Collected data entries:
*** Begin section ***
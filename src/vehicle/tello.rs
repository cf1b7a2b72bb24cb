//! Cliente del SDK de texto del Tello sobre UDP
//!
//! Cada comando es un datagrama ASCII (`takeoff`, `up 50`, `battery?`) y el
//! dron responde `ok`, `error ...` o un valor.

use super::{VehicleController, VehicleError};
use crate::command_dispatcher::{MoveDirection, RotateDirection};
use std::io::ErrorKind;
use std::net::{SocketAddr, UdpSocket};
use std::time::{Duration, Instant};

/// Dirección del dron en su propia red WiFi
pub const TELLO_ADDRESS: &str = "192.168.10.1:8889";

const MIN_MOVE_CM: u32 = 20;
const MAX_MOVE_CM: u32 = 500;
const MIN_ROTATE_DEGREES: u32 = 1;
const MAX_ROTATE_DEGREES: u32 = 360;

/// Despegar y aterrizar tardan más que un comando normal
const MIN_FLIGHT_PHASE_TIMEOUT: Duration = Duration::from_secs(20);

const MAX_REPLY_SIZE: usize = 1518;

#[derive(Debug, Clone)]
pub struct TelloConfig {
    pub address: SocketAddr,
    pub local_bind: SocketAddr,
    pub command_timeout: Duration,
}

impl Default for TelloConfig {
    fn default() -> Self {
        Self {
            address: SocketAddr::from(([192, 168, 10, 1], 8889)),
            local_bind: SocketAddr::from(([0, 0, 0, 0], 8889)),
            command_timeout: Duration::from_secs(7),
        }
    }
}

pub struct TelloController {
    config: TelloConfig,
    socket: Option<UdpSocket>,
}

impl TelloController {
    pub fn new(config: TelloConfig) -> Self {
        Self {
            config,
            socket: None,
        }
    }

    fn flight_phase_timeout(&self) -> Duration {
        self.config.command_timeout.max(MIN_FLIGHT_PHASE_TIMEOUT)
    }

    /// Descarta respuestas tardías de comandos anteriores
    fn drain_stale_replies(socket: &UdpSocket) -> Result<(), VehicleError> {
        socket.set_nonblocking(true)?;
        let mut buf = [0u8; MAX_REPLY_SIZE];
        loop {
            match socket.recv_from(&mut buf) {
                Ok((n, from)) => {
                    log::debug!("Descartada respuesta tardía de {}: {:?}", from, String::from_utf8_lossy(&buf[..n]));
                }
                Err(e) if e.kind() == ErrorKind::WouldBlock => break,
                Err(e) => {
                    socket.set_nonblocking(false)?;
                    return Err(e.into());
                }
            }
        }
        socket.set_nonblocking(false)?;
        Ok(())
    }

    /// Envía un comando y espera la respuesta del dron
    fn send_command(&self, command: &str, timeout: Duration) -> Result<String, VehicleError> {
        let socket = self.socket.as_ref().ok_or(VehicleError::Disconnected)?;

        Self::drain_stale_replies(socket)?;

        log::debug!("➡️  {}", command);
        socket.send_to(command.as_bytes(), self.config.address)?;

        let deadline = Instant::now() + timeout;
        let mut buf = [0u8; MAX_REPLY_SIZE];
        loop {
            let now = Instant::now();
            if now >= deadline {
                return Err(VehicleError::Timeout {
                    command: command.to_string(),
                    timeout,
                });
            }
            socket.set_read_timeout(Some(deadline - now))?;

            match socket.recv_from(&mut buf) {
                Ok((n, from)) if from.ip() == self.config.address.ip() => {
                    let reply = String::from_utf8_lossy(&buf[..n]).trim().to_string();
                    log::debug!("⬅️  {} -> {}", command, reply);
                    return Ok(reply);
                }
                Ok((_, from)) => {
                    log::debug!("Ignorado datagrama de {}", from);
                }
                Err(e) if matches!(e.kind(), ErrorKind::WouldBlock | ErrorKind::TimedOut) => {}
                Err(e) if e.kind() == ErrorKind::Interrupted => {}
                Err(e) => return Err(e.into()),
            }
        }
    }

    fn expect_ok(&self, command: &str, timeout: Duration) -> Result<(), VehicleError> {
        let reply = self.send_command(command, timeout)?;
        interpret_ack(command, &reply)
    }
}

/// `ok` acepta, `error ...` rechaza, cualquier otra cosa es inesperada
fn interpret_ack(command: &str, reply: &str) -> Result<(), VehicleError> {
    if reply.eq_ignore_ascii_case("ok") {
        Ok(())
    } else if reply.to_ascii_lowercase().starts_with("error") {
        Err(VehicleError::Rejected {
            command: command.to_string(),
            reply: reply.to_string(),
        })
    } else {
        Err(VehicleError::UnexpectedReply {
            command: command.to_string(),
            reply: reply.to_string(),
        })
    }
}

fn clamp_logged(value: u32, min: u32, max: u32, unit: &str) -> u32 {
    let clamped = value.clamp(min, max);
    if clamped != value {
        log::warn!("⚠️  {} {} fuera de rango, se usa {} {}", value, unit, clamped, unit);
    }
    clamped
}

impl VehicleController for TelloController {
    fn connect(&mut self) -> Result<(), VehicleError> {
        let socket = UdpSocket::bind(self.config.local_bind)?;
        self.socket = Some(socket);

        log::info!("🔌 Conectando con el dron en {}", self.config.address);
        if let Err(e) = self.expect_ok("command", self.config.command_timeout) {
            self.socket = None;
            return Err(e);
        }
        log::info!("✅ Dron en modo SDK");
        Ok(())
    }

    fn battery(&mut self) -> Result<u8, VehicleError> {
        let reply = self.send_command("battery?", self.config.command_timeout)?;
        reply
            .parse::<u8>()
            .map_err(|_| VehicleError::UnexpectedReply {
                command: "battery?".to_string(),
                reply,
            })
    }

    fn calibrate_imu(&mut self) -> Result<(), VehicleError> {
        self.expect_ok("imu_calibration", self.flight_phase_timeout())
    }

    fn takeoff(&mut self) -> Result<(), VehicleError> {
        self.expect_ok("takeoff", self.flight_phase_timeout())
    }

    fn land(&mut self) -> Result<(), VehicleError> {
        self.expect_ok("land", self.flight_phase_timeout())
    }

    fn move_by(&mut self, direction: MoveDirection, cm: u32) -> Result<(), VehicleError> {
        let cm = clamp_logged(cm, MIN_MOVE_CM, MAX_MOVE_CM, "cm");
        let command = format!("{} {}", direction.as_str(), cm);
        self.expect_ok(&command, self.config.command_timeout)
    }

    fn rotate_by(&mut self, direction: RotateDirection, degrees: u32) -> Result<(), VehicleError> {
        let degrees = clamp_logged(degrees, MIN_ROTATE_DEGREES, MAX_ROTATE_DEGREES, "°");
        let command = format!("{} {}", direction.as_str(), degrees);
        self.expect_ok(&command, self.config.command_timeout)
    }

    fn end(&mut self) -> Result<(), VehicleError> {
        if self.socket.take().is_some() {
            log::info!("🔌 Enlace con el dron cerrado");
        }
        Ok(())
    }
}

#[cfg(test)]
mod tests {
    use super::*;
    use std::sync::mpsc;
    use std::thread;

    /// Dron falso: responde según `reply` y devuelve los comandos recibidos
    fn spawn_fake_drone(
        reply: fn(&str) -> Option<String>,
    ) -> (SocketAddr, thread::JoinHandle<Vec<String>>, mpsc::Sender<()>) {
        let socket = UdpSocket::bind("127.0.0.1:0").unwrap();
        socket
            .set_read_timeout(Some(Duration::from_millis(20)))
            .unwrap();
        let address = socket.local_addr().unwrap();
        let (stop_tx, stop_rx) = mpsc::channel();

        let handle = thread::spawn(move || {
            let mut received = Vec::new();
            let mut buf = [0u8; 256];
            while stop_rx.try_recv().is_err() {
                if let Ok((n, from)) = socket.recv_from(&mut buf) {
                    let command = String::from_utf8_lossy(&buf[..n]).to_string();
                    if let Some(answer) = reply(&command) {
                        socket.send_to(answer.as_bytes(), from).unwrap();
                    }
                    received.push(command);
                }
            }
            received
        });

        (address, handle, stop_tx)
    }

    fn controller_for(address: SocketAddr, timeout: Duration) -> TelloController {
        TelloController::new(TelloConfig {
            address,
            local_bind: "127.0.0.1:0".parse().unwrap(),
            command_timeout: timeout,
        })
    }

    #[test]
    fn test_session_commands_over_udp() {
        let (address, handle, stop) = spawn_fake_drone(|command| match command {
            "battery?" => Some("87\r\n".to_string()),
            "up 500" => Some("error Out of range".to_string()),
            _ => Some("ok".to_string()),
        });

        let mut tello = controller_for(address, Duration::from_secs(2));
        tello.connect().unwrap();
        assert_eq!(tello.battery().unwrap(), 87);
        tello.takeoff().unwrap();
        tello.move_by(MoveDirection::Forward, 5).unwrap();
        tello.rotate_by(RotateDirection::Clockwise, 45).unwrap();
        let err = tello.move_by(MoveDirection::Up, 900).unwrap_err();
        assert!(matches!(err, VehicleError::Rejected { .. }));
        tello.land().unwrap();
        tello.end().unwrap();

        stop.send(()).unwrap();
        let received = handle.join().unwrap();
        assert_eq!(
            received,
            vec!["command", "battery?", "takeoff", "forward 20", "cw 45", "up 500", "land"]
        );
    }

    #[test]
    fn test_silent_drone_times_out() {
        let (address, handle, stop) = spawn_fake_drone(|_| None);

        let mut tello = controller_for(address, Duration::from_millis(100));
        let err = tello.connect().unwrap_err();
        assert!(matches!(err, VehicleError::Timeout { .. }));
        assert!(!err.is_connection_loss());

        // Sin handshake no hay socket
        assert!(matches!(
            tello.battery().unwrap_err(),
            VehicleError::Disconnected
        ));

        stop.send(()).unwrap();
        handle.join().unwrap();
    }

    #[test]
    fn test_interpret_ack() {
        assert!(interpret_ack("land", "ok").is_ok());
        assert!(matches!(
            interpret_ack("land", "error Motor stop"),
            Err(VehicleError::Rejected { .. })
        ));
        assert!(matches!(
            interpret_ack("land", "72"),
            Err(VehicleError::UnexpectedReply { .. })
        ));
    }
}
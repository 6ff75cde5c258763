use std::{cell::Cell, time::Duration};

use tracing::instrument;

use crate::api::{Quota, QuotaSource};

/// Used when the service does not tell us its quota.
/// MediaWiki's default edit limit for new and logged-out users.
pub const DEFAULT_QUOTA: Quota = Quota {
    requests_per_window: 8,
    window_seconds: 60.0,
};

pub trait Sleeper {
    fn sleep(&self, duration: Duration);
}

#[derive(Debug, Clone, Copy, Default)]
pub struct ThreadSleeper;

impl Sleeper for ThreadSleeper {
    fn sleep(&self, duration: Duration) {
        std::thread::sleep(duration);
    }
}

/// Fixed minimum spacing between two consecutive requests to the remote service.
///
/// Derived once per run and shared by every component that talks to the service. Not a token
/// bucket: every request of the run except the first waits out the full interval, whichever
/// component issues it. The quota query of [`RateLimiter::from_quota_source`] counts as the
/// first request.
#[derive(Debug, Clone)]
pub struct RateLimiter<S = ThreadSleeper> {
    interval: Duration,
    sleeper: S,
    issued: Cell<bool>,
}

impl RateLimiter<ThreadSleeper> {
    pub fn new(interval: Duration) -> Self {
        Self::with_sleeper(interval, ThreadSleeper)
    }

    pub fn from_quota_source(source: &mut impl QuotaSource) -> Self {
        Self::from_quota_source_with(source, ThreadSleeper)
    }
}

impl<S: Sleeper> RateLimiter<S> {
    pub fn with_sleeper(interval: Duration, sleeper: S) -> Self {
        Self {
            interval,
            sleeper,
            issued: Cell::new(false),
        }
    }

    pub fn from_quota(quota: Quota, sleeper: S) -> Self {
        let interval = match quota.interval() {
            Some(interval) => interval,
            None => {
                tracing::warn!(
                    message = "Degenerate rate limit quota, using the default",
                    requests_per_window = quota.requests_per_window,
                    window_seconds = quota.window_seconds,
                );
                default_interval()
            }
        };
        Self::with_sleeper(interval, sleeper)
    }

    #[instrument(skip_all)]
    pub fn from_quota_source_with(source: &mut impl QuotaSource, sleeper: S) -> Self {
        let limiter = Self::query_quota(source, sleeper);
        // the quota query itself was a request of this run
        limiter.issued.set(true);
        limiter
    }

    fn query_quota(source: &mut impl QuotaSource, sleeper: S) -> Self {
        match source.rate_limit_quota() {
            Ok(quota) => {
                let limiter = Self::from_quota(quota, sleeper);
                tracing::info!(
                    message = "Derived request interval from quota",
                    requests_per_window = quota.requests_per_window,
                    window_seconds = quota.window_seconds,
                    interval = ?limiter.interval
                );
                limiter
            }
            Err(error) => {
                tracing::warn!(
                    message = "Could not query the rate limit quota, using the default",
                    error = %error,
                    interval = ?default_interval()
                );
                Self::with_sleeper(default_interval(), sleeper)
            }
        }
    }

    pub fn interval(&self) -> Duration {
        self.interval
    }

    pub fn sleeper(&self) -> &S {
        &self.sleeper
    }

    /// Call right before every remote request. Waits out the interval unless this is the first
    /// request of the run.
    pub fn before_request(&self) {
        if self.issued.replace(true) {
            self.pause();
        }
    }

    /// Wait out the interval unconditionally.
    pub fn pause(&self) {
        if self.interval.is_zero() {
            return;
        }
        tracing::trace!(message = "Pausing before next request", interval = ?self.interval);
        self.sleeper.sleep(self.interval);
    }
}

fn default_interval() -> Duration {
    // the default quota is well-formed
    DEFAULT_QUOTA
        .interval()
        .unwrap_or(Duration::from_millis(7500))
}
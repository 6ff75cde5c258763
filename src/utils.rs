use std::{cmp::Ordering, sync::LazyLock};

use regex::Regex;

// Natural ("human") ordering.
//
// A key is split the way `re.split(r"(\d+)", key)` would: text, digits, text, digits, ..., text,
// where the leading and trailing text runs may be empty. Text runs compare case-insensitively,
// digit runs compare by numeric value. Because both sides always start with a text run and
// alternate from there, a text run is never compared against a digit run.
//
// Keys that compare equal run by run (e.g. "a01" and "A1") fall back to a plain byte comparison
// so the order is total and sorting is deterministic.

#[derive(Debug, Clone, PartialEq, Eq)]
enum NaturalRun {
    /// lowercased text
    Text(String),
    /// digits with leading zeros stripped
    Number(String),
}

impl Ord for NaturalRun {
    fn cmp(&self, other: &Self) -> Ordering {
        match (self, other) {
            (NaturalRun::Text(a), NaturalRun::Text(b)) => a.cmp(b),
            (NaturalRun::Number(a), NaturalRun::Number(b)) => compare_digit_runs(a, b),
            // unreachable for keys built by `natural_key`, see above
            (NaturalRun::Text(_), NaturalRun::Number(_)) => Ordering::Less,
            (NaturalRun::Number(_), NaturalRun::Text(_)) => Ordering::Greater,
        }
    }
}

impl PartialOrd for NaturalRun {
    fn partial_cmp(&self, other: &Self) -> Option<Ordering> {
        Some(self.cmp(other))
    }
}

/// Precomputed sort key for [`natural_cmp`] ordering, for use with `sort_by_cached_key`.
#[derive(Debug, Clone, PartialEq, Eq)]
pub struct NaturalKey {
    runs: Vec<NaturalRun>,
    original: String,
}

impl Ord for NaturalKey {
    fn cmp(&self, other: &Self) -> Ordering {
        self.runs
            .cmp(&other.runs)
            .then_with(|| self.original.cmp(&other.original))
    }
}

impl PartialOrd for NaturalKey {
    fn partial_cmp(&self, other: &Self) -> Option<Ordering> {
        Some(self.cmp(other))
    }
}

fn fold_case(text: &str) -> String {
    // per-character mapping, `str::to_lowercase` special-cases the final sigma
    text.chars().flat_map(char::to_lowercase).collect()
}

fn compare_digit_runs(a: &str, b: &str) -> Ordering {
    let a = a.trim_start_matches('0');
    let b = b.trim_start_matches('0');
    // no leading zeros left, so the longer run is the larger number
    a.len().cmp(&b.len()).then_with(|| a.cmp(b))
}

pub fn natural_key(key: &str) -> NaturalKey {
    static DIGIT_RUN: LazyLock<Regex> = LazyLock::new(|| Regex::new(r"[0-9]+").unwrap());

    let mut runs = Vec::new();
    let mut last_end = 0;
    for m in DIGIT_RUN.find_iter(key) {
        runs.push(NaturalRun::Text(fold_case(&key[last_end..m.start()])));
        runs.push(NaturalRun::Number(
            m.as_str().trim_start_matches('0').to_string(),
        ));
        last_end = m.end();
    }
    runs.push(NaturalRun::Text(fold_case(&key[last_end..])));

    NaturalKey {
        runs,
        original: key.to_string(),
    }
}

#[derive(Debug, Clone, Copy, PartialEq, Eq)]
enum Run<'a> {
    Text(&'a str),
    Digits(&'a str),
}

/// Yields the runs of a key without allocating.
struct Runs<'a> {
    rest: &'a str,
    expect_digits: bool,
    done: bool,
}

impl<'a> Runs<'a> {
    fn new(key: &'a str) -> Self {
        Self {
            rest: key,
            expect_digits: false,
            done: false,
        }
    }
}

impl<'a> Iterator for Runs<'a> {
    type Item = Run<'a>;

    fn next(&mut self) -> Option<Self::Item> {
        if self.done {
            return None;
        }

        if self.expect_digits {
            // a text run only stops early at a digit, so `rest` starts with one here
            let end = self
                .rest
                .find(|c: char| !c.is_ascii_digit())
                .unwrap_or(self.rest.len());
            let (digits, rest) = self.rest.split_at(end);
            self.rest = rest;
            self.expect_digits = false;
            Some(Run::Digits(digits))
        } else {
            let end = self
                .rest
                .find(|c: char| c.is_ascii_digit())
                .unwrap_or(self.rest.len());
            let (text, rest) = self.rest.split_at(end);
            self.rest = rest;
            self.expect_digits = true;
            if rest.is_empty() {
                self.done = true;
            }
            Some(Run::Text(text))
        }
    }
}

/// Compare two keys in natural order: `"page1" < "Page 2" < "Page 10"`.
pub fn natural_cmp(a: &str, b: &str) -> Ordering {
    let mut runs_a = Runs::new(a);
    let mut runs_b = Runs::new(b);

    loop {
        let ordering = match (runs_a.next(), runs_b.next()) {
            (None, None) => return a.cmp(b),
            (None, Some(_)) => return Ordering::Less,
            (Some(_), None) => return Ordering::Greater,
            (Some(Run::Text(x)), Some(Run::Text(y))) => x
                .chars()
                .flat_map(char::to_lowercase)
                .cmp(y.chars().flat_map(char::to_lowercase)),
            (Some(Run::Digits(x)), Some(Run::Digits(y))) => compare_digit_runs(x, y),
            (Some(Run::Text(_)), Some(Run::Digits(_))) => Ordering::Less,
            (Some(Run::Digits(_)), Some(Run::Text(_))) => Ordering::Greater,
        };

        if ordering != Ordering::Equal {
            return ordering;
        }
    }
}

pub fn sort_naturally<T>(items: &mut [T], key: impl Fn(&T) -> &str) {
    items.sort_by(|a, b| natural_cmp(key(a), key(b)));
}

/// Normalize a page title the way MediaWiki does before comparing titles:
/// underscores are spaces, runs of whitespace collapse and the first letter is uppercase.
pub fn normalize_title(title: &str) -> String {
    let mut normalized = String::with_capacity(title.len());
    for word in title
        .split(|c: char| c == '_' || c.is_whitespace())
        .filter(|word| !word.is_empty())
    {
        if !normalized.is_empty() {
            normalized.push(' ');
        }
        normalized.push_str(word);
    }

    let mut chars = normalized.chars();
    match chars.next() {
        Some(first) if !first.is_uppercase() => first.to_uppercase().chain(chars).collect(),
        _ => normalized,
    }
}
use tracing::instrument;

use crate::{
    api::{ApiError, EditorRef, MarkerStateSource, Revision},
    collector::RevisionHistory,
    marker::{MarkerCache, MarkerKind},
    rate_limit::{RateLimiter, Sleeper, ThreadSleeper},
};

#[derive(Debug, thiserror::Error)]
pub enum VerifyError {
    #[error("revision history is empty")]
    EmptyHistory,
    #[error("looking up the marker state of revision {revision_id} failed")]
    MarkerLookup {
        revision_id: u64,
        #[source]
        source: ApiError,
    },
    #[error("marker was added by {tagger}, but the page was created by {creator}")]
    Unauthorized {
        tagger: EditorRef,
        creator: EditorRef,
    },
}

/// Find the revision that put the page into its current marked state.
///
/// Walks from the newest revision towards the oldest while the marker is present and returns
/// the oldest revision of that span. Only the newest contiguous span counts: a marker that was
/// removed and added again is attributed to whoever added it again. Returns `None` if the newest
/// revision is not marked.
///
/// `marker_present` is asked at most once per revision, newest first, and not at all for
/// revisions older than the first unmarked one.
pub fn find_introducing_revision<M>(
    revisions_newest_first: &[Revision],
    mut marker_present: M,
) -> Result<Option<&Revision>, VerifyError>
where
    M: FnMut(u64) -> Result<bool, ApiError>,
{
    if revisions_newest_first.is_empty() {
        return Err(VerifyError::EmptyHistory);
    }

    let mut introducing = None;
    for revision in revisions_newest_first {
        let present =
            marker_present(revision.revision_id).map_err(|source| VerifyError::MarkerLookup {
                revision_id: revision.revision_id,
                source,
            })?;
        tracing::debug!(
            message = "Evaluated marker",
            revision_id = revision.revision_id,
            position = revision.position,
            present
        );

        if !present {
            break;
        }
        introducing = Some(revision);
    }

    Ok(introducing)
}

/// Editor whose revision introduced the marker, see [`find_introducing_revision`].
pub fn find_introducer<M>(
    revisions_newest_first: &[Revision],
    marker_present: M,
) -> Result<Option<EditorRef>, VerifyError>
where
    M: FnMut(u64) -> Result<bool, ApiError>,
{
    find_introducing_revision(revisions_newest_first, marker_present)
        .map(|revision| revision.map(|revision| revision.editor.clone()))
}

/// How two [`EditorRef`]s are matched when deciding authorization.
#[derive(Debug, Clone, Copy, PartialEq, Eq, Hash, Default)]
pub enum IdentityPolicy {
    /// username and user id must both match
    #[default]
    Exact,
    /// registered accounts match by user id alone, so a rename in between does not count as a
    /// different editor; logged-out editors (id 0) match by name
    UserId,
}

impl IdentityPolicy {
    pub fn same_editor(self, a: &EditorRef, b: &EditorRef) -> bool {
        match self {
            IdentityPolicy::Exact => a == b,
            IdentityPolicy::UserId => {
                if a.is_anonymous() || b.is_anonymous() {
                    a == b
                } else {
                    a.user_id == b.user_id
                }
            }
        }
    }
}

#[derive(Debug, Clone, PartialEq, Eq)]
pub enum Verdict {
    /// The newest revision does not carry the marker, nothing to act on.
    NotMarked,
    /// The page creator added the marker.
    Authorized {
        creator: EditorRef,
        introduced_in: u64,
    },
    /// Someone other than the creator added the marker. Must be confirmed by a human before
    /// anything destructive happens.
    Unauthorized {
        tagger: EditorRef,
        creator: EditorRef,
        introduced_in: u64,
    },
}

impl Verdict {
    pub fn decide(
        history: &RevisionHistory,
        introducing: Option<&Revision>,
        identity: IdentityPolicy,
    ) -> Self {
        let Some(introducing) = introducing else {
            return Verdict::NotMarked;
        };

        let creator = history.creator();
        if identity.same_editor(&introducing.editor, creator) {
            Verdict::Authorized {
                creator: creator.clone(),
                introduced_in: introducing.revision_id,
            }
        } else {
            Verdict::Unauthorized {
                tagger: introducing.editor.clone(),
                creator: creator.clone(),
                introduced_in: introducing.revision_id,
            }
        }
    }

    pub fn is_authorized(&self) -> bool {
        matches!(self, Verdict::Authorized { .. })
    }

    pub fn requires_confirmation(&self) -> bool {
        matches!(self, Verdict::Unauthorized { .. })
    }

    /// Turn an unauthorized verdict into an error, for callers that never prompt.
    pub fn ensure_authorized(self) -> Result<Self, VerifyError> {
        match self {
            Verdict::Unauthorized {
                tagger, creator, ..
            } => Err(VerifyError::Unauthorized { tagger, creator }),
            verdict => Ok(verdict),
        }
    }
}

/// Checks whether the editor who marked a page is the one who created it.
pub struct ProvenanceVerifier<'l, S = ThreadSleeper> {
    limiter: &'l RateLimiter<S>,
    kind: MarkerKind,
    identity: IdentityPolicy,
}

impl<'l, S: Sleeper> ProvenanceVerifier<'l, S> {
    pub fn new(limiter: &'l RateLimiter<S>, kind: MarkerKind) -> Self {
        Self {
            limiter,
            kind,
            identity: IdentityPolicy::default(),
        }
    }

    pub fn with_identity_policy(mut self, identity: IdentityPolicy) -> Self {
        self.identity = identity;
        self
    }

    /// Read-only over `history`; every remote lookup goes through
    /// [`RateLimiter::before_request`].
    #[instrument(skip_all, fields(page = %history.page(), revisions = history.len()))]
    pub fn verify<M>(
        &self,
        history: &RevisionHistory,
        source: &mut M,
    ) -> Result<Verdict, VerifyError>
    where
        M: MarkerStateSource + ?Sized,
    {
        let mut cache = MarkerCache::default();
        let mut lookups = 0usize;

        let introducing = find_introducing_revision(history.newest_first(), |revision_id| {
            cache.get_or_try_insert(revision_id, |revision_id| {
                self.limiter.before_request();
                lookups += 1;
                source
                    .fetch_rendered_marker_state(revision_id)
                    .map(|state| self.kind.is_present(state))
            })
        })?;

        let verdict = Verdict::decide(history, introducing, self.identity);
        match &verdict {
            Verdict::NotMarked => tracing::info!(
                message = "Page is not marked",
                newest_revision = history.newest().revision_id,
                lookups
            ),
            Verdict::Authorized {
                creator,
                introduced_in,
            } => tracing::info!(
                message = "Marker added by the page creator",
                creator = %creator,
                introduced_in,
                lookups
            ),
            Verdict::Unauthorized {
                tagger,
                creator,
                introduced_in,
            } => tracing::warn!(
                message = "Marker added by someone other than the page creator",
                tagger = %tagger,
                creator = %creator,
                introduced_in,
                lookups
            ),
        }
        Ok(verdict)
    }
}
*** End section ***
§ Exercise: Each line of the data that holds "never" should be copied.

§ Exercise output:
// alternate from there, a text run is never compared against a digit run.
    /// Turn an unauthorized verdict into an error, for callers that never prompt.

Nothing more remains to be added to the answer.